The Bucket (2019) — February 2, 2019

Jia makes a commercial as an excuse to play with a new phone. It’s fine.

Swimming Out Till the Sea Turns Blue (2020) — October 16, 2020

Some of the same structural ploys as Jia’s other history docs: spiraling out from his hometown to Beijing and Shanghai and beyond while always somehow circling back as it moves forward in time from just before the Anti-Japanese War to the present (it starts with a daughter talking about her father and ends with a mother helping her son talk about himself). 24 City is about a specific factory, I Wish I Knew about a specific city, but Swimming is more diffuse, about a country as a whole. But it’s the one that’s most literal about their common theme: the ways in which people turn personal memories into story, and how those stories relate to the story the nation tells about itself.

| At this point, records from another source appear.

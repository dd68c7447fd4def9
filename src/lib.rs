pub mod cli;
pub mod engine;
pub mod error;
pub mod stats;
pub mod threshold;
pub mod utils;

pub use engine::{Engine, EngineOptions};
pub use error::ConfigError;
pub use utils::parse_duration_str;
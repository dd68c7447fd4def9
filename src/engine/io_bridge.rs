//! Bridge between VU coroutines and Tokio.
//!
//! A coroutine pushes its requests onto a bounded channel and parks on a
//! `may` channel until the answer arrives. Dispatcher threads pull requests
//! off the channel and spawn each one as a task on the shared runtime, so
//! the requests of a batch run concurrently.

use std::sync::Arc;
use std::thread::JoinHandle;
use std::time::Duration;

use crossbeam_channel::{bounded, Receiver, Sender, TrySendError};
use http::Request;
use tokio::runtime::Runtime;
use tracing::debug;

use super::http_client::HttpClient;
use super::transport::{HttpExchange, Transport};

type Reply = Result<HttpExchange, String>;

struct IoRequest {
    request: Request<String>,
    timeout: Option<Duration>,
    reply: may::sync::mpsc::Sender<Reply>,
}

pub struct IoBridge {
    request_tx: Sender<IoRequest>,
    _runtime: Arc<Runtime>,
    _dispatchers: Vec<JoinHandle<()>>,
}

impl IoBridge {
    pub fn new(
        runtime: Arc<Runtime>,
        client: Arc<HttpClient>,
        dispatchers: usize,
    ) -> std::io::Result<Self> {
        // Bounded so a stalled target applies backpressure instead of growing memory.
        let (request_tx, request_rx): (Sender<IoRequest>, Receiver<IoRequest>) = bounded(10_000);

        let mut handles = Vec::with_capacity(dispatchers.max(1));
        for id in 0..dispatchers.max(1) {
            let rx = request_rx.clone();
            let handle = runtime.handle().clone();
            let client = client.clone();
            let thread = std::thread::Builder::new()
                .name(format!("io-dispatch-{}", id))
                .spawn(move || {
                    while let Ok(IoRequest {
                        request,
                        timeout,
                        reply,
                    }) = rx.recv()
                    {
                        let client = client.clone();
                        handle.spawn(async move {
                            let fut = client.request(request);
                            let result = match timeout {
                                Some(limit) => match tokio::time::timeout(limit, fut).await {
                                    Ok(res) => res.map_err(|e| e.to_string()),
                                    Err(_) => Err("request timeout".to_string()),
                                },
                                None => fut.await.map_err(|e| e.to_string()),
                            };
                            // The VU may have gone away; nothing to do then.
                            let _ = reply.send(result);
                        });
                    }
                    debug!(dispatcher = id, "I/O dispatcher stopped");
                })?;
            handles.push(thread);
        }

        Ok(Self {
            request_tx,
            _runtime: runtime,
            _dispatchers: handles,
        })
    }

    /// Multi-threaded runtime with `io_threads` workers, a pooled client and
    /// one dispatcher per worker.
    pub fn launch(io_threads: usize, pool_size: usize) -> std::io::Result<Self> {
        let _ = rustls::crypto::ring::default_provider().install_default();
        let io_threads = io_threads.max(1);
        let runtime = tokio::runtime::Builder::new_multi_thread()
            .worker_threads(io_threads)
            .thread_name("volley-io")
            .enable_all()
            .build()?;
        let client = HttpClient::new(pool_size);
        Self::new(Arc::new(runtime), Arc::new(client), io_threads)
    }

    fn submit(&self, req: IoRequest) -> Result<(), String> {
        match self.request_tx.try_send(req) {
            Ok(()) => Ok(()),
            Err(TrySendError::Full(req)) => self
                .request_tx
                .send(req)
                .map_err(|_| "I/O bridge closed".to_string()),
            Err(TrySendError::Disconnected(_)) => Err("I/O bridge closed".to_string()),
        }
    }
}

impl Transport for IoBridge {
    fn round_trip(
        &self,
        batch: Vec<Request<String>>,
        timeout: Option<Duration>,
    ) -> Vec<Reply> {
        // Submit everything first, then wait in order.
        let pending: Vec<Result<may::sync::mpsc::Receiver<Reply>, String>> = batch
            .into_iter()
            .map(|request| {
                let (reply, rx) = may::sync::mpsc::channel();
                self.submit(IoRequest {
                    request,
                    timeout,
                    reply,
                })
                .map(|()| rx)
            })
            .collect();

        pending
            .into_iter()
            .map(|slot| {
                let rx = slot?;
                rx.recv()
                    .unwrap_or_else(|_| Err("response channel closed".to_string()))
            })
            .collect()
    }
}

#[cfg(test)]
mod tests {
    use super::*;
    use std::io::{Read, Write};
    use std::net::TcpListener;

    /// Answers `n` HTTP/1.1 requests with a fixed JSON body, one connection each.
    fn serve(n: usize) -> String {
        let listener = TcpListener::bind("127.0.0.1:0").unwrap();
        let addr = listener.local_addr().unwrap();
        std::thread::spawn(move || {
            for stream in listener.incoming().take(n) {
                let mut stream = stream.unwrap();
                let mut buf = [0u8; 4096];
                let _ = stream.read(&mut buf);
                let body = r#"{"Type":"application/vnd.apple.mpegurl"}"#;
                let res = format!(
                    "HTTP/1.1 200 OK\r\ncontent-type: application/json\r\ncontent-length: {}\r\nconnection: close\r\n\r\n{}",
                    body.len(),
                    body
                );
                stream.write_all(res.as_bytes()).unwrap();
            }
        });
        format!("http://{}", addr)
    }

    fn bridge() -> IoBridge {
        let runtime = Arc::new(
            tokio::runtime::Builder::new_multi_thread()
                .worker_threads(2)
                .enable_all()
                .build()
                .unwrap(),
        );
        let _ = rustls::crypto::ring::default_provider().install_default();
        IoBridge::new(runtime, Arc::new(HttpClient::new(4)), 2).unwrap()
    }

    #[test]
    fn test_batch_results_in_request_order() {
        let base = serve(2);
        let bridge = bridge();
        let batch = vec![
            Request::get(format!("{}/a", base)).body(String::new()).unwrap(),
            Request::get("http://127.0.0.1:1/unreachable")
                .body(String::new())
                .unwrap(),
            Request::get(format!("{}/b", base)).body(String::new()).unwrap(),
        ];
        let results = bridge.round_trip(batch, Some(Duration::from_secs(5)));
        assert_eq!(results.len(), 3);
        let first = results[0].as_ref().unwrap();
        assert_eq!(first.status, 200);
        assert!(first.timings.response_size > first.body.len());
        assert!(results[1].is_err());
        assert_eq!(results[2].as_ref().unwrap().status, 200);
    }
}
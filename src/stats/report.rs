use serde::Serialize;
use std::collections::BTreeMap;
use std::fmt;
use std::time::Duration;

use super::{builtin, MetricKind, MetricSink, Selector, SeriesStats, Tags};
use crate::threshold::{ThresholdResult, Verdict};
use crate::utils::format_duration;

/// How a run ended.
#[derive(Debug, Clone, Copy, PartialEq, Eq, Serialize)]
#[serde(rename_all = "snake_case")]
pub enum Outcome {
    /// Every stage finished and the pool drained to the final target.
    Completed,
    /// A fatal threshold failed.
    Aborted,
    /// An operator asked the run to stop.
    Cancelled,
    /// The global run timeout elapsed.
    TimedOut,
}

impl fmt::Display for Outcome {
    fn fmt(&self, f: &mut fmt::Formatter<'_>) -> fmt::Result {
        let s = match self {
            Outcome::Completed => "completed",
            Outcome::Aborted => "aborted",
            Outcome::Cancelled => "cancelled",
            Outcome::TimedOut => "timed_out",
        };
        f.write_str(s)
    }
}

/// Serializable aggregate of one metric or series.
#[derive(Debug, Clone, PartialEq, Serialize)]
#[serde(tag = "type", rename_all = "lowercase")]
pub enum MetricSummary {
    Counter {
        count: f64,
        rate: f64,
    },
    Rate {
        #[serde(skip_serializing_if = "Option::is_none")]
        rate: Option<f64>,
        passes: u64,
        fails: u64,
    },
    Trend {
        count: u64,
        avg: f64,
        min: f64,
        med: f64,
        max: f64,
        p90: f64,
        p95: f64,
        p99: f64,
    },
    Gauge {
        value: f64,
        min: f64,
        max: f64,
    },
}

impl MetricSummary {
    pub fn from_stats(stats: &SeriesStats, elapsed_secs: f64) -> Self {
        match stats {
            SeriesStats::Counter(c) => MetricSummary::Counter {
                count: c.sum,
                rate: c.per_second(elapsed_secs),
            },
            SeriesStats::Rate(r) => MetricSummary::Rate {
                rate: r.rate(),
                passes: r.successes,
                fails: r.total - r.successes,
            },
            SeriesStats::Trend(t) if t.count == 0 => MetricSummary::Trend {
                count: 0,
                avg: 0.0,
                min: 0.0,
                med: 0.0,
                max: 0.0,
                p90: 0.0,
                p95: 0.0,
                p99: 0.0,
            },
            SeriesStats::Trend(t) => MetricSummary::Trend {
                count: t.count,
                avg: t.avg(),
                min: t.min,
                med: t.med(),
                max: t.max,
                p90: t.percentile(90.0),
                p95: t.percentile(95.0),
                p99: t.percentile(99.0),
            },
            SeriesStats::Gauge(g) => MetricSummary::Gauge {
                value: g.value,
                min: if g.min.is_finite() { g.min } else { 0.0 },
                max: if g.max.is_finite() { g.max } else { 0.0 },
            },
        }
    }

    pub fn kind(&self) -> MetricKind {
        match self {
            MetricSummary::Counter { .. } => MetricKind::Counter,
            MetricSummary::Rate { .. } => MetricKind::Rate,
            MetricSummary::Trend { .. } => MetricKind::Trend,
            MetricSummary::Gauge { .. } => MetricKind::Gauge,
        }
    }

    /// `(stat, value)` pairs in display order.
    pub fn fields(&self) -> Vec<(&'static str, f64)> {
        match *self {
            MetricSummary::Counter { count, rate } => vec![("count", count), ("rate", rate)],
            MetricSummary::Rate {
                rate,
                passes,
                fails,
            } => {
                let mut out = Vec::with_capacity(3);
                if let Some(rate) = rate {
                    out.push(("rate", rate));
                }
                out.push(("passes", passes as f64));
                out.push(("fails", fails as f64));
                out
            }
            MetricSummary::Trend {
                count,
                avg,
                min,
                med,
                max,
                p90,
                p95,
                p99,
            } => vec![
                ("avg", avg),
                ("min", min),
                ("med", med),
                ("max", max),
                ("p90", p90),
                ("p95", p95),
                ("p99", p99),
                ("count", count as f64),
            ],
            MetricSummary::Gauge { value, min, max } => {
                vec![("value", value), ("min", min), ("max", max)]
            }
        }
    }
}

#[derive(Debug, Clone, Serialize)]
pub struct SeriesReport {
    pub name: String,
    pub tags: Tags,
    pub summary: MetricSummary,
}

/// Everything a run produced. Built once, after the pool drained and the
/// thresholds had their final evaluation.
#[derive(Debug, Clone, Serialize)]
pub struct RunReport {
    pub outcome: Outcome,
    #[serde(skip_serializing_if = "Option::is_none")]
    pub abort_reason: Option<String>,
    pub duration_secs: f64,
    /// Every series of a metric merged together, keyed by metric name.
    pub metrics: BTreeMap<String, MetricSummary>,
    pub series: Vec<SeriesReport>,
    pub thresholds: Vec<ThresholdResult>,
}

impl RunReport {
    pub fn build(
        outcome: Outcome,
        abort_reason: Option<String>,
        duration: Duration,
        sink: &MetricSink,
        thresholds: Vec<ThresholdResult>,
    ) -> Self {
        let elapsed_secs = duration.as_secs_f64();
        let metrics = sink
            .metric_names()
            .into_iter()
            .filter_map(|name| {
                let snapshot = sink.snapshot(&Selector::metric(name.clone()))?;
                Some((name, MetricSummary::from_stats(&snapshot.stats, elapsed_secs)))
            })
            .collect();
        let series = sink
            .series()
            .into_iter()
            .map(|(key, stats)| SeriesReport {
                name: key.name,
                tags: key.tags,
                summary: MetricSummary::from_stats(&stats, elapsed_secs),
            })
            .collect();

        Self {
            outcome,
            abort_reason,
            duration_secs: elapsed_secs,
            metrics,
            series,
            thresholds,
        }
    }

    pub fn duration(&self) -> Duration {
        Duration::from_secs_f64(self.duration_secs.max(0.0))
    }

    pub fn thresholds_failed(&self) -> bool {
        self.thresholds.iter().any(ThresholdResult::failed)
    }

    /// Non-zero only when the run was stopped early. Failed non-fatal
    /// thresholds are reported but leave a completed run at 0.
    pub fn exit_code(&self) -> i32 {
        match self.outcome {
            Outcome::Completed => 0,
            Outcome::Aborted | Outcome::Cancelled | Outcome::TimedOut => 1,
        }
    }

    /// Pass/fail counts per check name, summed across groups.
    pub fn checks(&self) -> BTreeMap<String, (u64, u64)> {
        let mut out: BTreeMap<String, (u64, u64)> = BTreeMap::new();
        for series in self.series.iter().filter(|s| s.name == builtin::CHECK_PREDICATES) {
            let (Some(check), MetricSummary::Rate { passes, fails, .. }) =
                (series.tags.get("check"), &series.summary)
            else {
                continue;
            };
            let entry = out.entry(check.clone()).or_default();
            entry.0 += passes;
            entry.1 += fails;
        }
        out
    }

    pub fn to_json(&self) -> String {
        serde_json::to_string_pretty(self).unwrap_or_default()
    }

    pub fn print_summary(&self) {
        println!("\n--- Run Summary ---");
        match &self.abort_reason {
            Some(reason) => println!("Outcome:  {} ({})", self.outcome, reason),
            None => println!("Outcome:  {}", self.outcome),
        }
        println!("Duration: {}", format_duration(self.duration()));

        if !self.thresholds.is_empty() {
            println!("\nThresholds:");
            for t in &self.thresholds {
                let mark = match t.verdict {
                    Verdict::Passed => "✓",
                    Verdict::Failed => "✗",
                    Verdict::Undetermined => "?",
                };
                let observed = match (t.observed, &t.detail) {
                    (Some(v), _) => format!("observed {:.4}", v),
                    (None, Some(detail)) => detail.clone(),
                    (None, None) => "no data".to_string(),
                };
                let mut flags = Vec::new();
                if t.fatal {
                    flags.push("abortOnFail");
                }
                if t.aborted_run {
                    flags.push("aborted run");
                }
                let flags = if flags.is_empty() {
                    String::new()
                } else {
                    format!(" [{}]", flags.join(", "))
                };
                println!("  {} {}: {} ({}){}", mark, t.metric, t.expression, observed, flags);
            }
        }

        let checks = self.checks();
        if !checks.is_empty() {
            println!("\nChecks:");
            for (name, (passes, fails)) in checks {
                let total = passes + fails;
                let percent = if total > 0 {
                    passes as f64 / total as f64 * 100.0
                } else {
                    0.0
                };
                if fails > 0 {
                    println!(
                        "  ✗ {} : {:.2}% ({} passed, {} failed)",
                        name, percent, passes, fails
                    );
                } else {
                    println!("  ✓ {} : 100% ({} passed)", name, passes);
                }
            }
        }

        if self.metrics.is_empty() {
            println!("\nNo metrics collected.");
        } else {
            println!("\nMetrics:");
            let width = self.metrics.keys().map(String::len).max().unwrap_or(0) + 2;
            for (name, summary) in &self.metrics {
                let fields: Vec<String> = summary
                    .fields()
                    .into_iter()
                    .map(|(stat, value)| format!("{}={}", stat, format_value(stat, value)))
                    .collect();
                println!("  {:.<width$} {}", format!("{} ", name), fields.join(" "), width = width);
            }
        }
        println!("-------------------\n");
    }
}

fn format_value(stat: &str, value: f64) -> String {
    match stat {
        "count" | "passes" | "fails" if value.fract() == 0.0 => format!("{}", value as u64),
        "rate" => format!("{:.4}", value),
        _ => format!("{:.2}", value),
    }
}

#[cfg(test)]
mod tests {
    use super::*;
    use crate::stats::{MetricSample, Tags};

    fn sink_with_checks() -> MetricSink {
        let sink = MetricSink::new();
        for (group, ok) in [("::A", 1.0), ("::A", 0.0), ("::B", 1.0)] {
            let mut tags = Tags::new();
            tags.insert("group".to_string(), group.to_string());
            sink.record(MetricSample::new(builtin::CHECKS, MetricKind::Rate, ok, tags.clone()))
                .unwrap();
            tags.insert("check".to_string(), "status is 200".to_string());
            sink.record(MetricSample::new(builtin::CHECK_PREDICATES, MetricKind::Rate, ok, tags))
                .unwrap();
        }
        for v in [10.0, 20.0, 30.0] {
            sink.record(MetricSample::new(
                builtin::HTTP_REQ_DURATION,
                MetricKind::Trend,
                v,
                Tags::new(),
            ))
            .unwrap();
        }
        sink
    }

    #[test]
    fn test_build_merges_series_per_metric() {
        let sink = sink_with_checks();
        let report = RunReport::build(
            Outcome::Completed,
            None,
            Duration::from_secs(2),
            &sink,
            Vec::new(),
        );
        assert_eq!(report.series.len(), 5);
        match &report.metrics[builtin::CHECKS] {
            MetricSummary::Rate { passes, fails, .. } => {
                assert_eq!(*passes, 2);
                assert_eq!(*fails, 1);
            }
            other => panic!("unexpected summary {:?}", other),
        }
        match &report.metrics[builtin::HTTP_REQ_DURATION] {
            MetricSummary::Trend { count, avg, min, max, .. } => {
                assert_eq!(*count, 3);
                assert_eq!(*avg, 20.0);
                assert_eq!(*min, 10.0);
                assert_eq!(*max, 30.0);
            }
            other => panic!("unexpected summary {:?}", other),
        }
        assert_eq!(report.checks()["status is 200"], (2, 1));
    }

    #[test]
    fn test_exit_code() {
        let sink = MetricSink::new();
        let ok = RunReport::build(Outcome::Completed, None, Duration::ZERO, &sink, Vec::new());
        assert_eq!(ok.exit_code(), 0);

        let aborted = RunReport::build(
            Outcome::Aborted,
            Some("threshold crossed".to_string()),
            Duration::ZERO,
            &sink,
            Vec::new(),
        );
        assert_eq!(aborted.exit_code(), 1);

        let failed_threshold = ThresholdResult {
            metric: "http_req_failed".to_string(),
            expression: "rate<0.01".to_string(),
            fatal: false,
            verdict: Verdict::Failed,
            observed: Some(0.5),
            detail: None,
            aborted_run: false,
        };
        let mut undetermined = failed_threshold.clone();
        undetermined.verdict = Verdict::Undetermined;
        undetermined.observed = None;

        let completed_but_failed = RunReport::build(
            Outcome::Completed,
            None,
            Duration::ZERO,
            &sink,
            vec![failed_threshold],
        );
        assert!(completed_but_failed.thresholds_failed());
        assert_eq!(completed_but_failed.exit_code(), 0);

        let no_data =
            RunReport::build(Outcome::Completed, None, Duration::ZERO, &sink, vec![undetermined]);
        assert_eq!(no_data.exit_code(), 0);
    }

    #[test]
    fn test_json_export() {
        let sink = sink_with_checks();
        let report = RunReport::build(
            Outcome::Aborted,
            Some("threshold 'rate<=0.05' on 'check_failure_rate' crossed".to_string()),
            Duration::from_millis(1500),
            &sink,
            Vec::new(),
        );
        let value: serde_json::Value = serde_json::from_str(&report.to_json()).unwrap();
        assert_eq!(value["outcome"], "aborted");
        assert_eq!(value["duration_secs"], 1.5);
        assert_eq!(value["metrics"]["checks"]["type"], "rate");
        assert_eq!(value["metrics"]["http_req_duration"]["count"], 3);
        assert!(value["abort_reason"].as_str().unwrap().contains("rate<=0.05"));
    }
}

Shoutout to the guy who said he started college in Beijing in October of 1989 and how everyone was happy and everything was perfect then. I too can’t think of anything that happened earlier that year that may have soured the general mood.

Visit (2020) — November 25, 2020

In what appears to be his office, Jia Zhangke has prominently displayed a book called “The Cinema of Jia Zhangke”. Lmao.